Exercise Prescription and Physiology


Exercise Physiology

  • Science of processes and mechanisms of skeletal muscle contraction and the corresponding interaction of other body systems that facilitate and respond to skeletal muscle contraction.

  • Skeletal muscle contraction that exceeds physiologic limits, is inappropriate in duration or intensity, or for which the musculoskeletal system has been inadequately prepared can lead to injury or poor performance and adaptation to training.

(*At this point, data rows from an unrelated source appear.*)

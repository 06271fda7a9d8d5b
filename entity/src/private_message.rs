//! Direct message between two friends.
//!
//! Two foreign keys point at `users`, so `Related` is left out and the
//! data layer joins explicitly on the side it needs.

use sea_orm::entity::prelude::*;

#[derive(Clone, Debug, PartialEq, DeriveEntityModel)]
#[sea_orm(table_name = "private_messages")]
pub struct Model {
    #[sea_orm(primary_key, auto_increment = false)]
    pub id: Uuid,
    pub sender_id: Uuid,
    pub receiver_id: Uuid,
    #[sea_orm(column_type = "Text", nullable)]
    pub content: Option<String>,
    pub image_url: Option<String>,
    pub created_at: DateTimeUtc,
}

#[derive(Copy, Clone, Debug, EnumIter, DeriveRelation)]
pub enum Relation {
    #[sea_orm(
        belongs_to = "super::user::Entity",
        from = "Column::SenderId",
        to = "super::user::Column::Id"
    )]
    Sender,
    #[sea_orm(
        belongs_to = "super::user::Entity",
        from = "Column::ReceiverId",
        to = "super::user::Column::Id"
    )]
    Receiver,
}

impl ActiveModelBehavior for ActiveModel {}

  • Clinical relevance lies in identification of the pathology; what triggered it; and how to correct, alleviate, and/or prevent this in both individuals and populations of active people.

Terminology

  • Metabolic equivalents (METs): expression of metabolic cost of exercise in terms of oxygen consumption

    • Rest defined as 1 MET, which is an oxygenation of 3.5 mL O 2 /kg/min

    • MET chart ( Table 17.1 )

      Table 17.1
      Mets In Common Competitive And Recreational Sports
      Modified from Mead WF, Hartwig R. Fitness evaluation and exercise prescription. J Fam Pract . 1981;13(7):1039–1050.
      Sport METs
      Basketball (comp) 7–12
      Biking (rec) 3–8
      Dancing 3–7
      Football 6–10
      Golf (cart) 2–3
      Jogging (5–6 mph) 7–15
      Skiing (downhill) 5–8
      Soccer 5–12
      Tennis 4–9
      Volleyball 3–6

  • VO 2 max: maximal oxygen utilization

    • Gold standard for evaluating cardiorespiratory fitness

    • Measured in mL O 2 /kg/min

  • Anaerobic threshold: point at which oxygen demand exceeds oxygen availability

  • Workload: amount of energy required to complete a specific task ( Table 17.2 )

    Table 17.2
    Mets In Walking
    Modified from Mead WF, Hartwig R. Fitness evaluation and exercise prescription. J Fam Pract . 1981;13(7):1039–1050.
    Workload Miles Minutes
    5 METs 1 15–18
    6 METs 1.5 21–25
    8 METs 2 24–29
    10 METs 4 50–54
    12 METs 5 70–80

Basic Science

  • The sarcomere, which is the basic unit of muscle, is composed of actin and myosin filaments ( Fig. 17.1 ).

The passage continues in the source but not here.